Il y a des expériences des autres qui sont devenues les miennes, des images imprégnées à jamais, devant mes yeux. Elles ont eu un impact important dans ma vie, elles appartiennent donc à ma vie.

J’ai onze ans. La deuxième guerre mondiale vient de se terminer. Cachés et avec des fausses identités, partis loin pour que personne ne nous reconnaisse, notre cellule familiale restreinte a survécu toute une année. Je vis. Nous sommes revenus chez nous, en Transylvanie, nous avons retrouvé notre logement, même la plupart de nos meubles. Maman, papa sont avec moi.
Mais les autres ?

Le bilan est lourd.

La sœur, le frère de maman et leurs enfants, ont survécu, mais ils ont passé six mois dans les camps de concentration de Bergen-Belsen. Je ne sais rien d’eux et de leurs épreuves, ni les séquelles avec lesquelles ils resteront toute leur vie. Ils sont loin, ils vivent.

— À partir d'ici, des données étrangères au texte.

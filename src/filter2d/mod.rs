/*
 * // Copyright (c) Radzivon Bartoshyk. All rights reserved.
 * //
 * // Redistribution and use in source and binary forms, with or without modification,
 * // are permitted provided that the following conditions are met:
 * //
 * // 1.  Redistributions of source code must retain the above copyright notice, this
 * // list of conditions and the following disclaimer.
 * //
 * // 2.  Redistributions in binary form must reproduce the above copyright notice,
 * // this list of conditions and the following disclaimer in the documentation
 * // and/or other materials provided with the distribution.
 * //
 * // 3.  Neither the name of the copyright holder nor the names of its
 * // contributors may be used to endorse or promote products derived from
 * // this software without specific prior written permission.
 * //
 * // THIS SOFTWARE IS PROVIDED BY THE COPYRIGHT HOLDERS AND CONTRIBUTORS "AS IS"
 * // AND ANY EXPRESS OR IMPLIED WARRANTIES, INCLUDING, BUT NOT LIMITED TO, THE
 * // IMPLIED WARRANTIES OF MERCHANTABILITY AND FITNESS FOR A PARTICULAR PURPOSE ARE
 * // DISCLAIMED. IN NO EVENT SHALL THE COPYRIGHT HOLDER OR CONTRIBUTORS BE LIABLE
 * // FOR ANY DIRECT, INDIRECT, INCIDENTAL, SPECIAL, EXEMPLARY, OR CONSEQUENTIAL
 * // DAMAGES (INCLUDING, BUT NOT LIMITED TO, PROCUREMENT OF SUBSTITUTE GOODS OR
 * // SERVICES; LOSS OF USE, DATA, OR PROFITS; OR BUSINESS INTERRUPTION) HOWEVER
 * // CAUSED AND ON ANY THEORY OF LIABILITY, WHETHER IN CONTRACT, STRICT LIABILITY,
 * // OR TORT (INCLUDING NEGLIGENCE OR OTHERWISE) ARISING IN ANY WAY OUT OF THE USE
 * // OF THIS SOFTWARE, EVEN IF ADVISED OF THE POSSIBILITY OF SUCH DAMAGE.
 */

mod arena;
mod convolve_op;
mod filter_2d;
mod scan_point_2d;
mod scan_se_2d;

pub use arena::{make_arena, Arena, ArenaPads};
pub use filter_2d::{apply, filter_2d, filter_2d_arbitrary};
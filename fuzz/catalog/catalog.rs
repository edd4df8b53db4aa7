/*
 * // Copyright (c) Radzivon Bartoshyk. All rights reserved.
 * //
 * // Redistribution and use in source and binary forms, with or without modification,
 * // are permitted provided that the following conditions are met:
 * //
 * // 1.  Redistributions of source code must retain the above copyright notice, this
 * // list of conditions and the following disclaimer.
 * //
 * // 2.  Redistributions in binary form must reproduce the above copyright notice,
 * // this list of conditions and the following disclaimer in the documentation
 * // and/or other materials provided with the distribution.
 * //
 * // 3.  Neither the name of the copyright holder nor the names of its
 * // contributors may be used to endorse or promote products derived from
 * // this software without specific prior written permission.
 * //
 * // THIS SOFTWARE IS PROVIDED BY THE COPYRIGHT HOLDERS AND CONTRIBUTORS "AS IS"
 * // AND ANY EXPRESS OR IMPLIED WARRANTIES, INCLUDING, BUT NOT LIMITED TO, THE
 * // IMPLIED WARRANTIES OF MERCHANTABILITY AND FITNESS FOR A PARTICULAR PURPOSE ARE
 * // DISCLAIMED. IN NO EVENT SHALL THE COPYRIGHT HOLDER OR CONTRIBUTORS BE LIABLE
 * // FOR ANY DIRECT, INDIRECT, INCIDENTAL, SPECIAL, EXEMPLARY, OR CONSEQUENTIAL
 * // DAMAGES (INCLUDING, BUT NOT LIMITED TO, PROCUREMENT OF SUBSTITUTE GOODS OR
 * // SERVICES; LOSS OF USE, DATA, OR PROFITS; OR BUSINESS INTERRUPTION) HOWEVER
 * // CAUSED AND ON ANY THEORY OF LIABILITY, WHETHER IN CONTRACT, STRICT LIABILITY,
 * // OR TORT (INCLUDING NEGLIGENCE OR OTHERWISE) ARISING IN ANY WAY OUT OF THE USE
 * // OF THIS SOFTWARE, EVEN IF ADVISED OF THE POSSIBILITY OF SUCH DAMAGE.
 */

#![no_main]

use edgemask::{get_kernel_by_name, FilterError};
use libfuzzer_sys::fuzz_target;

fuzz_target!(|data: &str| {
    match get_kernel_by_name(data) {
        Ok(kernel) => assert!(kernel.shape().width > 0),
        Err(FilterError::UnknownFilter(name)) => assert_eq!(name, data),
        Err(e) => panic!("unexpected error {e}"),
    }
});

Ce n’est pas le cas des parents et de la sœur de papa, ni de ma cousine et amie d’enfance : disparus en fumée à Auschwitz. Je n’arrive pas y croire encore : ma meilleure copine, rusée, a dû survivre ! Je m’entête à le croire encore.

Hélas, Magdie n’a jamais atteint ses dix ans.

Irène, la fiancée du frère cadet de papa (qui a survécu caché dans une cave) est revenue. Elle a 19 ans, des cheveux brillants, bouclés, très courts. Elle est honteuse de ses cheveux courts : j’avais des longs cheveux, me dit-elle, avant. Avant Auschwitz.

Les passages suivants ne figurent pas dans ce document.